Their joint but of each other independent expeditions to the forest region of Southern Poland had been fraught with danger. When they were back in Warszaw they reported, Hans to the Swedish Ambassador and Lillan to the American official, a friend of hers. The further developments of their involvement in the search for a missing compatriot became more and
more complicated and confusing. Lillan was sent to Stockholm to report to the Chairman of the Swedish Raoul Wallenberg Committee where the reception was rather hostile and branded as “…misleading to draw attention away from the USSR”.

She returned to Warszaw and when met at the airport by Hans she burst out in a sad “ We must forget what we have done. They said we are in collusion with the Russians”.

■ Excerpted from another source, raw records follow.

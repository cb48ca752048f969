use crate::tops_sheet::top_sheet::{close_top_sheet, TopSheet};
use yew::prelude::*;

#[derive(Properties, PartialEq)]
pub struct ConfirmDialogProps {
    pub node_ref: NodeRef,
    pub title: AttrValue,
    pub message: AttrValue,
    #[prop_or_default]
    pub warning: Option<AttrValue>,
    #[prop_or(AttrValue::Static("Delete"))]
    pub confirm_label: AttrValue,
    /// Disables both buttons while the action runs.
    #[prop_or_default]
    pub busy: bool,
    pub on_confirm: Callback<()>,
}

/// Asks before a destructive action.
#[function_component(ConfirmDialog)]
pub fn confirm_dialog(props: &ConfirmDialogProps) -> Html {
    let on_cancel = {
        let node_ref = props.node_ref.clone();
        Callback::from(move |_: MouseEvent| close_top_sheet(node_ref.clone()))
    };
    let on_confirm = {
        let on_confirm = props.on_confirm.clone();
        Callback::from(move |_: MouseEvent| on_confirm.emit(()))
    };

    html! {
        <TopSheet node_ref={props.node_ref.clone()} title={props.title.clone()}>
            <p>{ props.message.clone() }</p>
            {
                match &props.warning {
                    Some(warning) => html! {
                        <div class="alert error">
                            <i class="material-icons">{"warning"}</i>
                            <div>
                                <strong>{"Warning"}</strong>
                                <p>{ warning.clone() }</p>
                            </div>
                        </div>
                    },
                    None => html! {},
                }
            }
            <div class="dialog-actions">
                <button class="btn outline" onclick={on_cancel} disabled={props.busy}>{"Cancel"}</button>
                <button class="btn danger" onclick={on_confirm} disabled={props.busy}>
                    { if props.busy { AttrValue::Static("Deleting...") } else { props.confirm_label.clone() } }
                </button>
            </div>
        </TopSheet>
    }
}
use crate::model::rich_text::plain_text;
use crate::model::value::PropertyValue;
use serde::{Deserialize, Serialize};
use std::collections::BTreeMap;

/// A page, which is also how database entries are represented remotely.
#[derive(Debug, Clone, PartialEq, Serialize, Deserialize)]
pub struct Page {
    pub id: String,
    #[serde(default)]
    pub url: Option<String>,
    #[serde(default)]
    pub archived: bool,
    #[serde(default)]
    pub created_time: Option<String>,
    #[serde(default)]
    pub last_edited_time: Option<String>,
    #[serde(default)]
    pub properties: BTreeMap<String, PropertyValue>,
}

impl Page {
    /// Text of the page's title property, empty when it has none.
    pub fn title(&self) -> String {
        self.properties
            .values()
            .find_map(|p| match p {
                PropertyValue::Title { title } => Some(plain_text(title)),
                _ => None,
            })
            .unwrap_or_default()
    }
}

#[cfg(test)]
mod tests {
    use super::*;
    use serde_json::json;

    #[test]
    fn title_is_read_from_the_title_property_whatever_its_name() {
        let page: Page = serde_json::from_value(json!({
            "object": "page",
            "id": "59833787-2cf9-4fdf-8782-e53db20768a5",
            "properties": {
                "Tags": { "id": "t", "type": "multi_select", "multi_select": [] },
                "Task": { "id": "title", "type": "title", "title": [
                    { "type": "text", "plain_text": "Write ", "text": { "content": "Write " } },
                    { "type": "text", "plain_text": "docs", "text": { "content": "docs" } }
                ] }
            }
        }))
        .unwrap();
        assert_eq!(page.title(), "Write docs");
        assert!(!page.archived);
    }

    #[test]
    fn untitled_page_has_empty_title() {
        let page: Page = serde_json::from_value(json!({ "id": "p" })).unwrap();
        assert_eq!(page.title(), "");
    }
}
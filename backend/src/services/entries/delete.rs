use crate::notion::{normalize_id, NotionError, WorkspaceApi};
use crate::services::respond;
use actix_web::{web, Responder};
use common::model::page::Page;
use log::{error, info};

/// `DELETE /api/entries/{page_id}`: archives the entry. Archived pages can
/// still be restored from the workspace itself.
pub async fn process(api: web::Data<dyn WorkspaceApi>, page_id: web::Path<String>) -> impl Responder {
    respond(
        archive_entry(api.get_ref(), &page_id).await,
        "Failed to delete database entry",
    )
}

async fn archive_entry(api: &dyn WorkspaceApi, page_id: &str) -> Result<Page, NotionError> {
    let page_id = normalize_id(page_id)?;
    let page = api
        .archive_page(&page_id)
        .await
        .inspect_err(|e| error!("Error archiving entry {}: {}", page_id, e))?;
    info!("Archived entry {}", page_id);
    Ok(page)
}

#[cfg(test)]
mod tests {
    use crate::notion::fake::{FakeWorkspace, PAGE_ID};
    use crate::services::{entries, testing};
    use actix_web::{test, App};
    use serde_json::{json, Value};
    use std::sync::Arc;

    #[actix_web::test]
    async fn archives_instead_of_deleting() {
        let fake = Arc::new(FakeWorkspace::default());
        let app = test::init_service(
            App::new()
                .app_data(testing::data(&fake))
                .service(entries::configure_routes()),
        )
        .await;

        let req = test::TestRequest::delete()
            .uri(&format!("/api/entries/{}", PAGE_ID))
            .to_request();
        let body: Value = test::call_and_read_body_json(&app, req).await;

        assert_eq!(body["success"], true);
        assert_eq!(body["data"]["archived"], true);
        assert_eq!(fake.calls(), vec![("archive_page".to_string(), json!(PAGE_ID))]);
    }

    #[actix_web::test]
    async fn failed_archives_report_the_fixed_message() {
        let fake = Arc::new(FakeWorkspace::failing());
        let app = test::init_service(
            App::new()
                .app_data(testing::data(&fake))
                .service(entries::configure_routes()),
        )
        .await;

        let req = test::TestRequest::delete()
            .uri(&format!("/api/entries/{}", PAGE_ID))
            .to_request();
        let resp = test::call_service(&app, req).await;
        assert_eq!(resp.status(), 500);

        let body: Value = test::read_body_json(resp).await;
        assert_eq!(body["error"], "Failed to delete database entry");
    }
}
//! Calls to the backend's `/api` routes.
//!
//! Every route answers with the `ApiResponse` envelope; these helpers unwrap
//! it into `Result<T, String>` so components only deal with the data or a
//! message they can show.

use common::model::database::Database;
use common::model::page::Page;
use common::model::user::User;
use common::requests::{
    CreateDatabaseJsonRequest, CreateDatabaseRequest, CreateEntryRequest, CreatePageRequest,
    UpdateEntryRequest,
};
use common::responses::ApiResponse;
use gloo_net::http::{Request, RequestBuilder};
use serde::de::DeserializeOwned;
use serde::Serialize;

async fn send<T: DeserializeOwned>(request: RequestBuilder, fallback: &str) -> Result<T, String> {
    let response = request.send().await.map_err(|e| e.to_string())?;
    let envelope: ApiResponse<T> = response.json().await.map_err(|e| e.to_string())?;
    envelope.into_result(fallback)
}

async fn send_json<B: Serialize, T: DeserializeOwned>(
    request: RequestBuilder,
    body: &B,
    fallback: &str,
) -> Result<T, String> {
    let response = request
        .json(body)
        .map_err(|e| e.to_string())?
        .send()
        .await
        .map_err(|e| e.to_string())?;
    let envelope: ApiResponse<T> = response.json().await.map_err(|e| e.to_string())?;
    envelope.into_result(fallback)
}

pub async fn list_databases() -> Result<Vec<Database>, String> {
    send(Request::get("/api/databases"), "Failed to fetch databases").await
}

pub async fn get_database(database_id: &str) -> Result<Database, String> {
    send(
        Request::get(&format!("/api/databases/{}", database_id)),
        "Failed to fetch database",
    )
    .await
}

pub async fn list_entries(database_id: &str) -> Result<Vec<Page>, String> {
    send(
        Request::get(&format!("/api/databases/{}?entries=true", database_id)),
        "Failed to fetch database entries",
    )
    .await
}

pub async fn create_database(request: &CreateDatabaseRequest) -> Result<Database, String> {
    send_json(Request::post("/api/databases"), request, "Failed to create database").await
}

pub async fn create_database_json(request: &CreateDatabaseJsonRequest) -> Result<Database, String> {
    send_json(
        Request::post("/api/databases/json"),
        request,
        "Failed to create database",
    )
    .await
}

pub async fn create_entry(database_id: &str, request: &CreateEntryRequest) -> Result<Page, String> {
    send_json(
        Request::post(&format!("/api/databases/{}/entries", database_id)),
        request,
        "Failed to create database entry",
    )
    .await
}

pub async fn update_entry(page_id: &str, request: &UpdateEntryRequest) -> Result<Page, String> {
    send_json(
        Request::patch(&format!("/api/entries/{}", page_id)),
        request,
        "Failed to update database entry",
    )
    .await
}

pub async fn delete_entry(page_id: &str) -> Result<Page, String> {
    send(
        Request::delete(&format!("/api/entries/{}", page_id)),
        "Failed to delete database entry",
    )
    .await
}

pub async fn list_pages() -> Result<Vec<Page>, String> {
    send(Request::get("/api/pages"), "Failed to fetch pages").await
}

pub async fn create_page(request: &CreatePageRequest) -> Result<Page, String> {
    send_json(Request::post("/api/pages"), request, "Failed to create page").await
}

pub async fn current_user() -> Result<User, String> {
    send(Request::get("/api/users/me"), "Failed to fetch user information").await
}
use crate::components::create_database::CreateDatabase;
use crate::components::create_page::CreatePage;
use crate::components::database_view::DatabaseView;
use crate::components::header::Header;
use crate::components::home::Home;
use yew::{html, Callback, Component, Context, Html};

/// Screen currently shown below the header.
#[derive(Debug, Clone, PartialEq)]
pub enum View {
    Home,
    Database(String),
    CreateDatabase,
    CreatePage,
}

pub enum Msg {
    Navigate(View),
}

pub struct App {
    view: View,
}

impl Component for App {
    type Message = Msg;
    type Properties = ();

    fn create(_ctx: &Context<Self>) -> Self {
        Self { view: View::Home }
    }

    fn update(&mut self, _ctx: &Context<Self>, msg: Self::Message) -> bool {
        match msg {
            Msg::Navigate(view) => {
                let changed = self.view != view;
                self.view = view;
                changed
            }
        }
    }

    fn view(&self, ctx: &Context<Self>) -> Html {
        let on_navigate: Callback<View> = ctx.link().callback(Msg::Navigate);

        let content = match &self.view {
            View::Home => html! { <Home on_navigate={on_navigate.clone()} /> },
            View::Database(id) => html! {
                <DatabaseView key={id.clone()} database_id={id.clone()} on_navigate={on_navigate.clone()} />
            },
            View::CreateDatabase => html! { <CreateDatabase on_navigate={on_navigate.clone()} /> },
            View::CreatePage => html! { <CreatePage on_navigate={on_navigate.clone()} /> },
        };

        html! {
            <>
                <Header on_navigate={on_navigate} />
                <main class="container">
                    { content }
                </main>
            </>
        }
    }
}
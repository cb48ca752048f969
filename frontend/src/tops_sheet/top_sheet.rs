//! Dialog that slides down from the top of the viewport.
//!
//! The sheet is always mounted; `open_top_sheet` and `close_top_sheet` toggle
//! its `show` class, which the stylesheet animates.

use gloo_timers::callback::Timeout;
use uuid::Uuid;
use yew::events::MouseEvent;
use yew::{html, AttrValue, Callback, Component, Context, Html, NodeRef, Properties};

/// Delay before toggling the class so a freshly rendered sheet still animates.
const TOGGLE_DELAY_MS: u32 = 50;
const SHOW_CLASS: &str = "show";

pub struct TopSheet {
    pub id: String,
}

#[derive(Properties, PartialEq)]
pub struct Props {
    #[prop_or_default]
    pub children: Html,
    pub node_ref: NodeRef,
    #[prop_or_default]
    pub title: Option<AttrValue>,
    /// Called after the close button hides the sheet.
    #[prop_or_default]
    pub on_close: Option<Callback<()>>,
}

impl Component for TopSheet {
    type Message = ();
    type Properties = Props;

    fn create(_ctx: &Context<Self>) -> Self {
        Self {
            id: format!("sheet-{}", Uuid::new_v4()),
        }
    }

    fn view(&self, ctx: &Context<Self>) -> Html {
        let props = ctx.props();
        let on_close = {
            let node_ref = props.node_ref.clone();
            let on_close = props.on_close.clone();
            Callback::from(move |_: MouseEvent| {
                close_top_sheet(node_ref.clone());
                if let Some(on_close) = &on_close {
                    on_close.emit(());
                }
            })
        };

        html! {
            <div class="top-sheet" id={self.id.clone()} ref={props.node_ref.clone()}>
                <div class="top-sheet-header">
                    <h2>{ props.title.clone().unwrap_or_default() }</h2>
                    <button class="icon-btn" title="Close" onclick={on_close}>{ "✕" }</button>
                </div>
                <div class="top-sheet-body">
                    { props.children.clone() }
                </div>
            </div>
        }
    }
}

fn toggle(top_sheet_ref: NodeRef, show: bool) {
    Timeout::new(TOGGLE_DELAY_MS, move || {
        if let Some(sheet) = top_sheet_ref.cast::<web_sys::HtmlElement>() {
            let classes = sheet.class_list();
            let _ = if show {
                classes.add_1(SHOW_CLASS)
            } else {
                classes.remove_1(SHOW_CLASS)
            };
        }
    })
    .forget();
}

pub fn open_top_sheet(top_sheet_ref: NodeRef) {
    toggle(top_sheet_ref, true);
}

pub fn close_top_sheet(top_sheet_ref: NodeRef) {
    toggle(top_sheet_ref, false);
}
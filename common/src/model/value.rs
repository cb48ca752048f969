//! Typed property values read back from the workspace API.

use crate::model::property::{PropertyType, SelectOption};
use crate::model::rich_text::RichText;
use serde::{Deserialize, Deserializer, Serialize};

/// Date value of a `date` property. Only `start` is edited by the forms.
#[derive(Debug, Clone, PartialEq, Eq, Default, Serialize, Deserialize)]
pub struct DateValue {
    pub start: String,
    #[serde(default, skip_serializing_if = "Option::is_none")]
    pub end: Option<String>,
    #[serde(default, skip_serializing_if = "Option::is_none")]
    pub time_zone: Option<String>,
}

/// One property of a page, tagged by the remote `type` field.
#[derive(Debug, Clone, PartialEq, Serialize, Deserialize)]
#[serde(tag = "type", rename_all = "snake_case")]
pub enum PropertyValue {
    Title {
        #[serde(default, deserialize_with = "null_as_default")]
        title: Vec<RichText>,
    },
    RichText {
        #[serde(default, deserialize_with = "null_as_default")]
        rich_text: Vec<RichText>,
    },
    Number {
        #[serde(default)]
        number: Option<f64>,
    },
    Select {
        #[serde(default)]
        select: Option<SelectOption>,
    },
    MultiSelect {
        #[serde(default, deserialize_with = "null_as_default")]
        multi_select: Vec<SelectOption>,
    },
    Date {
        #[serde(default)]
        date: Option<DateValue>,
    },
    Checkbox {
        #[serde(default, deserialize_with = "null_as_default")]
        checkbox: bool,
    },
    Url {
        #[serde(default)]
        url: Option<String>,
    },
    Email {
        #[serde(default)]
        email: Option<String>,
    },
    PhoneNumber {
        #[serde(default)]
        phone_number: Option<String>,
    },
    #[serde(other)]
    Unsupported,
}

impl PropertyValue {
    pub fn property_type(&self) -> Option<PropertyType> {
        match self {
            PropertyValue::Title { .. } => Some(PropertyType::Title),
            PropertyValue::RichText { .. } => Some(PropertyType::RichText),
            PropertyValue::Number { .. } => Some(PropertyType::Number),
            PropertyValue::Select { .. } => Some(PropertyType::Select),
            PropertyValue::MultiSelect { .. } => Some(PropertyType::MultiSelect),
            PropertyValue::Date { .. } => Some(PropertyType::Date),
            PropertyValue::Checkbox { .. } => Some(PropertyType::Checkbox),
            PropertyValue::Url { .. } => Some(PropertyType::Url),
            PropertyValue::Email { .. } => Some(PropertyType::Email),
            PropertyValue::PhoneNumber { .. } => Some(PropertyType::PhoneNumber),
            PropertyValue::Unsupported => None,
        }
    }
}

fn null_as_default<'de, D, T>(deserializer: D) -> Result<T, D::Error>
where
    D: Deserializer<'de>,
    T: Default + Deserialize<'de>,
{
    Ok(Option::<T>::deserialize(deserializer)?.unwrap_or_default())
}
use super::messages::Msg;
use super::state::DatabaseView;
use crate::api;
use crate::helpers::show_toast;
use crate::tops_sheet::top_sheet::{close_top_sheet, open_top_sheet};
use yew::platform::spawn_local;
use yew::prelude::*;

pub fn update(component: &mut DatabaseView, ctx: &Context<DatabaseView>, msg: Msg) -> bool {
    match msg {
        Msg::Reload => {
            let database_id = ctx.props().database_id.clone();
            let link = ctx.link().clone();
            spawn_local(async move {
                let database = api::get_database(&database_id).await;
                let loaded = database.is_ok();
                link.send_message(Msg::DatabaseLoaded(database));
                // No point asking for entries of a database that failed to load.
                if loaded {
                    link.send_message(Msg::EntriesLoaded(api::list_entries(&database_id).await));
                }
            });
            false
        }
        Msg::DatabaseLoaded(result) => {
            component.database = Some(result);
            true
        }
        Msg::EntriesLoaded(result) => {
            component.entries = Some(result);
            true
        }
        Msg::OpenCreate => {
            component.form_generation += 1;
            open_top_sheet(component.create_dialog_ref.clone());
            true
        }
        Msg::OpenEdit(entry) => {
            component.form_generation += 1;
            component.editing = Some(entry);
            open_top_sheet(component.edit_dialog_ref.clone());
            true
        }
        Msg::EntrySaved => {
            ctx.link().send_message_batch(vec![Msg::CloseEntryDialogs, Msg::Reload]);
            false
        }
        Msg::CloseEntryDialogs => {
            close_top_sheet(component.create_dialog_ref.clone());
            close_top_sheet(component.edit_dialog_ref.clone());
            component.editing = None;
            true
        }
        Msg::AskDelete(entry) => {
            component.pending_delete = Some(entry);
            open_top_sheet(component.delete_dialog_ref.clone());
            true
        }
        Msg::ConfirmDelete => {
            let Some(entry) = component.pending_delete.clone() else {
                return false;
            };
            component.deleting = true;
            let link = ctx.link().clone();
            spawn_local(async move {
                link.send_message(Msg::Deleted(api::delete_entry(&entry.id).await));
            });
            true
        }
        Msg::Deleted(result) => {
            component.deleting = false;
            match result {
                Ok(_) => {
                    show_toast("Entry deleted");
                    component.pending_delete = None;
                    close_top_sheet(component.delete_dialog_ref.clone());
                    ctx.link().send_message(Msg::Reload);
                }
                Err(e) => show_toast(&format!("Error: {}", e)),
            }
            true
        }
        Msg::OpenAddPage => {
            open_top_sheet(component.add_page_dialog_ref.clone());
            false
        }
    }
}
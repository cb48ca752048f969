//! Property payloads sent to the workspace API on page create/update.

use serde::{Deserialize, Serialize};
use std::collections::BTreeMap;

/// The `properties` field of a page create/update request.
pub type RemoteWritePayload = BTreeMap<String, PropertyWrite>;

#[derive(Debug, Clone, PartialEq, Eq, Serialize, Deserialize)]
pub struct TextContent {
    pub content: String,
}

/// A rich-text run in request form: `{"text": {"content": "..."}}`.
#[derive(Debug, Clone, PartialEq, Eq, Serialize, Deserialize)]
pub struct RichTextWrite {
    pub text: TextContent,
}

impl RichTextWrite {
    pub fn new(content: impl Into<String>) -> Self {
        Self {
            text: TextContent {
                content: content.into(),
            },
        }
    }
}

#[derive(Debug, Clone, PartialEq, Eq, Serialize, Deserialize)]
pub struct SelectWrite {
    pub name: String,
}

#[derive(Debug, Clone, PartialEq, Eq, Serialize, Deserialize)]
pub struct DateWrite {
    pub start: String,
}

/// One encoded property, keyed by its kind: `{"select": {"name": "Todo"}}`.
#[derive(Debug, Clone, PartialEq, Serialize, Deserialize)]
#[serde(rename_all = "snake_case")]
pub enum PropertyWrite {
    Title(Vec<RichTextWrite>),
    RichText(Vec<RichTextWrite>),
    Number(f64),
    Select(SelectWrite),
    MultiSelect(Vec<SelectWrite>),
    Date(DateWrite),
    Checkbox(bool),
    Url(String),
    Email(String),
    PhoneNumber(String),
}
use crate::api;
use crate::components::create_page::parent_select;
use crate::helpers::{event_value, show_toast};
use common::model::database::{Database, NewProperty};
use common::model::page::Page;
use common::model::property::{PropertyType, SelectOption};
use common::requests::CreateDatabaseRequest;
use yew::html::Scope;
use yew::platform::spawn_local;
use yew::prelude::*;

#[derive(Properties, PartialEq)]
pub struct BuilderFormProps {
    pub pages: Vec<Page>,
    pub on_created: Callback<()>,
}

pub enum Msg {
    SetTitle(String),
    SetParent(String),
    SetPropertyName(String),
    SetPropertyType(String),
    SetOption(String),
    AddOption,
    RemoveOption(usize),
    AddProperty,
    RemoveProperty(usize),
    Submit,
    Submitted(Result<Database, String>),
}

/// Builds the property list one property at a time. The `Name` title column
/// is added by the backend, so it is not offered here.
pub struct BuilderForm {
    title: String,
    parent_id: String,
    properties: Vec<NewProperty>,
    property_name: String,
    property_type: Option<PropertyType>,
    options: Vec<String>,
    option: String,
    submitting: bool,
}

impl BuilderForm {
    fn can_add_property(&self) -> bool {
        !self.property_name.is_empty() && self.property_type.is_some()
    }

    fn can_submit(&self) -> bool {
        !self.submitting && !self.title.is_empty() && !self.parent_id.is_empty()
    }
}

impl Component for BuilderForm {
    type Message = Msg;
    type Properties = BuilderFormProps;

    fn create(ctx: &Context<Self>) -> Self {
        Self {
            title: String::new(),
            parent_id: ctx.props().pages.first().map(|p| p.id.clone()).unwrap_or_default(),
            properties: Vec::new(),
            property_name: String::new(),
            property_type: None,
            options: Vec::new(),
            option: String::new(),
            submitting: false,
        }
    }

    fn update(&mut self, ctx: &Context<Self>, msg: Self::Message) -> bool {
        match msg {
            Msg::SetTitle(title) => self.title = title,
            Msg::SetParent(parent_id) => self.parent_id = parent_id,
            Msg::SetPropertyName(name) => self.property_name = name,
            Msg::SetPropertyType(name) => self.property_type = PropertyType::from_wire(&name),
            Msg::SetOption(option) => self.option = option,
            Msg::AddOption => {
                if self.option.is_empty() {
                    return false;
                }
                self.options.push(std::mem::take(&mut self.option));
            }
            Msg::RemoveOption(index) => {
                if index < self.options.len() {
                    self.options.remove(index);
                }
            }
            Msg::AddProperty => {
                let Some(property_type) = self.property_type.filter(|_| self.can_add_property()) else {
                    return false;
                };
                let options = if property_type.has_options() {
                    self.options.drain(..).map(SelectOption::named).collect()
                } else {
                    Vec::new()
                };
                self.properties.push(NewProperty {
                    name: std::mem::take(&mut self.property_name),
                    property_type,
                    options,
                });
                self.property_type = None;
                self.options.clear();
                self.option.clear();
            }
            Msg::RemoveProperty(index) => {
                if index < self.properties.len() {
                    self.properties.remove(index);
                }
            }
            Msg::Submit => {
                if !self.can_submit() {
                    show_toast("Please provide a title and select a parent page.");
                    return false;
                }
                self.submitting = true;
                let request = CreateDatabaseRequest {
                    title: self.title.clone(),
                    parent_page_id: self.parent_id.clone(),
                    properties: self.properties.clone(),
                };
                let link = ctx.link().clone();
                spawn_local(async move {
                    link.send_message(Msg::Submitted(api::create_database(&request).await));
                });
            }
            Msg::Submitted(result) => {
                self.submitting = false;
                match result {
                    Ok(_) => {
                        show_toast("Database created");
                        ctx.props().on_created.emit(());
                    }
                    Err(e) => show_toast(&format!("Error: {}", e)),
                }
            }
        }
        true
    }

    fn view(&self, ctx: &Context<Self>) -> Html {
        let link = ctx.link();
        let selected_type = self.property_type.map(|t| t.as_str()).unwrap_or_default();

        html! {
            <div class="form-stack">
                <div class="card form-card">
                    <h2>{"Database Information"}</h2>
                    <div class="form-field">
                        <label for="title">{"Database Title"}</label>
                        <input id="title" type="text" placeholder="Enter database title" value={self.title.clone()}
                            oninput={link.callback(|e: InputEvent| Msg::SetTitle(event_value(&e)))} />
                    </div>
                    <div class="form-field">
                        <label for="parent">{"Parent Page"}</label>
                        { parent_select(&ctx.props().pages, &self.parent_id, link.callback(|e: Event| Msg::SetParent(event_value(&e)))) }
                        <p class="muted">{"The database will be created as a child of this page."}</p>
                    </div>
                </div>

                <div class="card form-card">
                    <h2>{"Database Properties"}</h2>
                    { for self.properties.iter().enumerate().map(|(index, property)| html! {
                        <div class="property-row" key={index}>
                            <div>
                                <p class="property-name">{ property.name.clone() }</p>
                                <p class="muted">
                                    { property.property_type.label() }
                                    { if property.options.is_empty() { String::new() } else { format!(" ({} options)", property.options.len()) } }
                                </p>
                            </div>
                            <button class="icon-btn" title="Remove" onclick={link.callback(move |_| Msg::RemoveProperty(index))}>
                                { "✕" }
                            </button>
                        </div>
                    }) }

                    <div class="form-grid">
                        <div class="form-field">
                            <label for="property-name">{"Property Name"}</label>
                            <input id="property-name" type="text" placeholder="e.g., Status, Priority"
                                value={self.property_name.clone()}
                                oninput={link.callback(|e: InputEvent| Msg::SetPropertyName(event_value(&e)))} />
                        </div>
                        <div class="form-field">
                            <label for="property-type">{"Property Type"}</label>
                            <select id="property-type" onchange={link.callback(|e: Event| Msg::SetPropertyType(event_value(&e)))}>
                                <option value="" selected={selected_type.is_empty()}>{"Select type"}</option>
                                { for PropertyType::USER_DEFINED.iter().map(|t| html! {
                                    <option value={t.as_str()} selected={t.as_str() == selected_type}>{ t.label() }</option>
                                }) }
                            </select>
                        </div>
                    </div>

                    { self.options_editor(link) }

                    <button class="btn outline wide" onclick={link.callback(|_| Msg::AddProperty)}
                        disabled={!self.can_add_property()}>
                        {"Add Property"}
                    </button>
                </div>

                <button class="btn wide" onclick={link.callback(|_| Msg::Submit)} disabled={!self.can_submit()}>
                    { if self.submitting { "Creating..." } else { "Create Database" } }
                </button>
            </div>
        }
    }
}

impl BuilderForm {
    fn options_editor(&self, link: &Scope<Self>) -> Html {
        if !self.property_type.is_some_and(|t| t.has_options()) {
            return html! {};
        }
        html! {
            <div class="options-editor">
                <label>{"Options"}</label>
                <div class="inline">
                    <input type="text" placeholder="Add an option" value={self.option.clone()}
                        oninput={link.callback(|e: InputEvent| Msg::SetOption(event_value(&e)))}
                        onkeydown={link.batch_callback(|e: KeyboardEvent| {
                            if e.key() == "Enter" {
                                e.prevent_default();
                                vec![Msg::AddOption]
                            } else {
                                vec![]
                            }
                        })} />
                    <button class="btn outline" onclick={link.callback(|_| Msg::AddOption)}>{"Add"}</button>
                </div>
                <div class="chips">
                    { for self.options.iter().enumerate().map(|(index, option)| html! {
                        <span class="chip" key={index}>
                            { option.clone() }
                            <button class="chip-remove" onclick={link.callback(move |_| Msg::RemoveOption(index))}>{ "✕" }</button>
                        </span>
                    }) }
                </div>
            </div>
        }
    }
}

It is not easy to forget an experience of such political and human dimensions. But Hans and Lillan tried to keep their “adventure” for themselves. They had no need for publicity, on the contrary, they feared that their involvement could harm their future prospects of work. Now and then, nolens volens, they were reminded of what they had been mixed up with during seven eventful days in October 1947. They kept away from related publicity even when a Readers Digest-type of article appeared in the 1950s giving an alarmingly detailed account of their expedition to South Poland. Although the story was full of genuine details the most important part – Lillans’ encounter with the wounded men in the barn – were missing. Hans and Lillan did not move but remained silent, confident as they were that this was fully covered in their own verbal report to the Swedish Ambassador Westring in Warszaw who in turn reported via radio as well as by hand to the Foreign Office in Stockholm. Mr Westring’s report was on the top secret Raoul Wallenberg archives from where it in due course would be released in the future…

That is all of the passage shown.